As
part of my participation in My
500 words, I am posting what I write each day. All week we’ve been
learning the backstory of Mundy Gilbert, a main character in my novel, Sidewinder.
Mundy sat in the chair, or
was he lying in it? He couldn’t tell how much time had passed, but he thought
that he was becoming more aware of his surroundings. He hadn’t tried to move,
even opening his eyes seemed too great an effort. Not that he was tired, he was
just blissfully relaxed. He continued talking, telling his life story to the
voices in the dark.
Mundy had accidently led the
authorities to the headquarters of his boss, crime lord, Dean Handler. Dean had
pointed a gun at Mundy, but when the building shook with the a flash bomb, Dean
dropped it and Mundy ran.
Mundy ducked into the panic
room and tried to shut the door. But the building had been skewed from the
force of the flash bomb. So he dove to the floor in search of the escape hatch.
“He’s not in here?” a voice
said. Mundy whipped around to look and saw the last person he expected,
Reverend Todd. This was the celebrity preacher that Dean had told Mundy to
plant drugs on. The preacher raised a handgun and pointed around the room. He
looked at Mundy and smiled.
“Dean and I go way back,” he
said. “And I went one way, he went another. But we both have, say, grudges
against each other. I’m here to settle a score.”
Mundy blinked. He hadn’t led
the police here after all. Here was a famous preacher instead, and he had a
gun. The preacher looked up and down the walls and seemed to shrug.
“Right here,” said the voice
of Dean. Reverend Todd turned and leveled the gun. Mundy saw Dean standing with
his arms out like he was trying to explain.
“You found me,” Dean said. “Now what?”
The reverend paused, then fired the handgun.
Mundy watched as Dean winced, and at the same time there was a white flash
surrounding him. Reverend Todd fired again, and with each shot, a flash
surrounded Dean, while he stood with a growing smile.
“Deflector Pack,” Dean said, tapping his
belt. “It’s just a miniature of what spacecraft use for navigational
deflectors, just personal size. Better than any body armor.”
With a quick movement, Dean’s hand moved and
there was a gun. He smiled, pulled the trigger, and reverend Todd went down.
Mundy didn’t wait to see what happened next.
He turned back into the panic room and found the hatch. Slipping in and
slamming the door shut, he groped for what he knew was there, thousands of
untraceable Alliance Credits. He stuffed as many as he could into a bag and ran
down the corridor to the street exit.
Outside the building, more vehicles were
arriving.
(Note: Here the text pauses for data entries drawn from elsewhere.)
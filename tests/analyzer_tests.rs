// tests/analyzer_tests.rs
use async_trait::async_trait;
use log_analyzer::analyzer::{CheckResult, Checker, Dispatcher, SimulatedChecker, Status, Summary};
use log_analyzer::store::{self, LogDescriptor};
use proptest::prelude::*;
use std::collections::HashMap;
use std::sync::Arc;
use std::time::Duration;

/// Outcome depends only on the id, so results are reproducible while the
/// completion order is not.
struct ParityChecker;

#[async_trait]
impl Checker for ParityChecker {
    async fn check(&self, descriptor: &LogDescriptor) -> CheckResult {
        tokio::time::sleep(Duration::from_millis((descriptor.id.len() % 3) as u64)).await;
        if descriptor.id.len() % 2 == 0 {
            CheckResult::ok(&descriptor.id)
        } else {
            CheckResult::failed(&descriptor.id, format!("log {} has odd length", descriptor.id))
        }
    }

    fn name(&self) -> &'static str {
        "parity"
    }
}

fn expected_status(id: &str) -> Status {
    if id.len() % 2 == 0 {
        Status::Ok
    } else {
        Status::Failed
    }
}

fn to_descriptors(ids: &[String]) -> Vec<LogDescriptor> {
    ids.iter()
        .map(|id| LogDescriptor::new(id.clone(), format!("/var/log/{}.log", id), "test"))
        .collect()
}

fn sorted_ids(results: &[CheckResult]) -> Vec<String> {
    let mut ids: Vec<String> = results.iter().map(|r| r.id.clone()).collect();
    ids.sort();
    ids
}

fn runtime() -> tokio::runtime::Runtime {
    tokio::runtime::Builder::new_multi_thread()
        .worker_threads(4)
        .enable_all()
        .build()
        .unwrap()
}

proptest! {
    #![proptest_config(ProptestConfig::with_cases(32))]

    #[test]
    fn dispatch_returns_one_result_per_descriptor(ids in proptest::collection::vec("[a-z]{1,6}", 1..40)) {
        let descriptors = to_descriptors(&ids);
        let dispatcher = Dispatcher::new(Arc::new(ParityChecker));

        let results = runtime().block_on(dispatcher.dispatch(&descriptors, None));

        let mut expected = ids.clone();
        expected.sort();
        prop_assert_eq!(sorted_ids(&results), expected);

        for result in &results {
            prop_assert_eq!(result.status, expected_status(&result.id));
            prop_assert_eq!(result.detail.is_some(), result.status == Status::Failed);
        }

        let summary = Summary::from_results(&results);
        prop_assert_eq!(summary.total, summary.succeeded + summary.failed);
    }

    #[test]
    fn filtered_dispatch_keeps_only_matching_results(
        ids in proptest::collection::vec("[a-z]{1,6}", 0..40),
        want_ok in any::<bool>(),
    ) {
        let filter = if want_ok { Status::Ok } else { Status::Failed };
        let descriptors = to_descriptors(&ids);
        let dispatcher = Dispatcher::new(Arc::new(ParityChecker));

        let results = runtime().block_on(dispatcher.dispatch(&descriptors, Some(filter)));

        prop_assert!(results.iter().all(|r| r.status == filter));

        let mut expected: Vec<String> = ids
            .iter()
            .filter(|id| expected_status(id) == filter)
            .cloned()
            .collect();
        expected.sort();
        prop_assert_eq!(sorted_ids(&results), expected);
    }
}

#[tokio::test(flavor = "multi_thread", worker_threads = 4)]
async fn test_checks_run_concurrently() {
    // 50 checks of 100ms each would take 5s if run one after another
    let checker = SimulatedChecker::new(Duration::from_millis(100), Duration::from_millis(100), 1.0);
    let ids: Vec<String> = (0..50).map(|i| format!("log-{}", i)).collect();
    let descriptors = to_descriptors(&ids);

    let start = std::time::Instant::now();
    let results = Dispatcher::new(Arc::new(checker))
        .dispatch(&descriptors, None)
        .await;

    assert_eq!(results.len(), 50);
    assert!(start.elapsed() < Duration::from_secs(2));
}

#[tokio::test]
async fn test_duplicate_ids_are_not_merged() {
    let ids = vec!["web".to_string(), "web".to_string(), "db".to_string()];

    let results = Dispatcher::new(Arc::new(ParityChecker))
        .dispatch(&to_descriptors(&ids), None)
        .await;

    let mut counts: HashMap<String, usize> = HashMap::new();
    for result in &results {
        *counts.entry(result.id.clone()).or_default() += 1;
    }
    assert_eq!(counts["web"], 2);
    assert_eq!(counts["db"], 1);
}

#[tokio::test]
async fn test_stored_descriptors_feed_dispatch() {
    let dir = tempfile::TempDir::new().unwrap();
    let path = dir.path().join("logs.json");
    let ids = vec!["ab".to_string(), "abc".to_string(), "abcd".to_string()];

    store::save(&to_descriptors(&ids), &path).await.unwrap();
    let loaded = store::load(&path).await.unwrap();
    assert_eq!(loaded, to_descriptors(&ids));

    let results = Dispatcher::new(Arc::new(ParityChecker))
        .dispatch(&loaded, Some(Status::Failed))
        .await;

    assert_eq!(sorted_ids(&results), vec!["abc".to_string()]);
}
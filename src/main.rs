// src/main.rs
use anyhow::Result;
use clap::Parser;
use log_analyzer::cli::Cli;
use tracing_subscriber::EnvFilter;

#[tokio::main]
async fn main() -> Result<()> {
    let cli = Cli::parse();
    
    // Initialize tracing; stdout is reserved for the report
    let mut filter = EnvFilter::try_from_default_env()
        .unwrap_or_else(|_| EnvFilter::new("log_analyzer=warn"));
    if cli.verbose {
        filter = filter.add_directive("log_analyzer=debug".parse()?);
    }
    
    tracing_subscriber::fmt()
        .with_env_filter(filter)
        .with_writer(std::io::stderr)
        .init();
    
    cli.run().await
}
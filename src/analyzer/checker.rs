// src/analyzer/checker.rs
use super::result::CheckResult;
use super::simulated::SimulatedChecker;
use crate::config::{CheckerKind, Settings};
use crate::store::LogDescriptor;
use async_trait::async_trait;
use std::io::ErrorKind;
use std::sync::Arc;
use tokio::io::AsyncReadExt;

/// Inspects one descriptor and reports its outcome.
///
/// Implementations are shared by every concurrent check of a dispatch and
/// must not keep mutable state between calls. A check never errors: a
/// problem with the log is reported as a `Failed` result.
#[async_trait]
pub trait Checker: Send + Sync {
    async fn check(&self, descriptor: &LogDescriptor) -> CheckResult;

    fn name(&self) -> &'static str;
}

/// Checks that the log exists, is a regular file and can be read.
/// Contents are not parsed.
#[derive(Debug, Default)]
pub struct FileChecker;

impl FileChecker {
    pub fn new() -> Self {
        Self
    }
}

#[async_trait]
impl Checker for FileChecker {
    async fn check(&self, descriptor: &LogDescriptor) -> CheckResult {
        let id = &descriptor.id;
        let path = &descriptor.path;

        let metadata = match tokio::fs::metadata(path).await {
            Ok(metadata) => metadata,
            Err(e) if e.kind() == ErrorKind::NotFound => {
                return CheckResult::failed(id, format!("log {}: file {} not found", id, path));
            }
            Err(e) => {
                return CheckResult::failed(id, format!("log {}: cannot access {}: {}", id, path, e));
            }
        };

        if !metadata.is_file() {
            return CheckResult::failed(id, format!("log {}: {} is not a regular file", id, path));
        }

        let mut file = match tokio::fs::File::open(path).await {
            Ok(file) => file,
            Err(e) => {
                return CheckResult::failed(id, format!("log {}: cannot open {}: {}", id, path, e));
            }
        };

        let mut buf = [0u8; 512];
        if let Err(e) = file.read(&mut buf).await {
            return CheckResult::failed(id, format!("log {}: cannot read {}: {}", id, path, e));
        }

        CheckResult::ok(id)
    }

    fn name(&self) -> &'static str {
        "file"
    }
}

pub fn create_checker(settings: &Settings) -> Arc<dyn Checker> {
    match settings.checker {
        CheckerKind::File => Arc::new(FileChecker::new()),
        CheckerKind::Simulated => {
            tracing::warn!("Using simulated checker: outcomes are random");
            Arc::new(SimulatedChecker::from_settings(settings))
        }
    }
}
But now it wasn’t the reverend and his helpers. Alliance Security helicopters
were swooping in. Running out the door, Mundy was almost blinded when night turned
to day. They hit the building with a stunner. Mundy imagined everyone, even Dean
Handler with his deflector, hitting the floor, unconscious.
There would be no going to a hideout. Mundy got
to the nearest launch port and took a commuter shuttle to a major orbiting station.
Feeling safer there, he found an intergalactic cruise ship and booked passage. His
ID was valid and he had no record. The ship left orbit at dawn.
Sitting in the chair, Mundy let his eyes open.
The room was dark, but he could see three people, a dark-skinned man in a medical
coat with a husky man next to him. With them was a tall, slender woman in a prairie
dress. When their eyes met, Mundy recognized her. He knew he was long gone from
Channel, Dean Handler and his past. He was safe from all of that. But now he was
in the same room with a woman from the church he had robbed. And the last thing
he remembered before being in this room was that she had punched his lights out.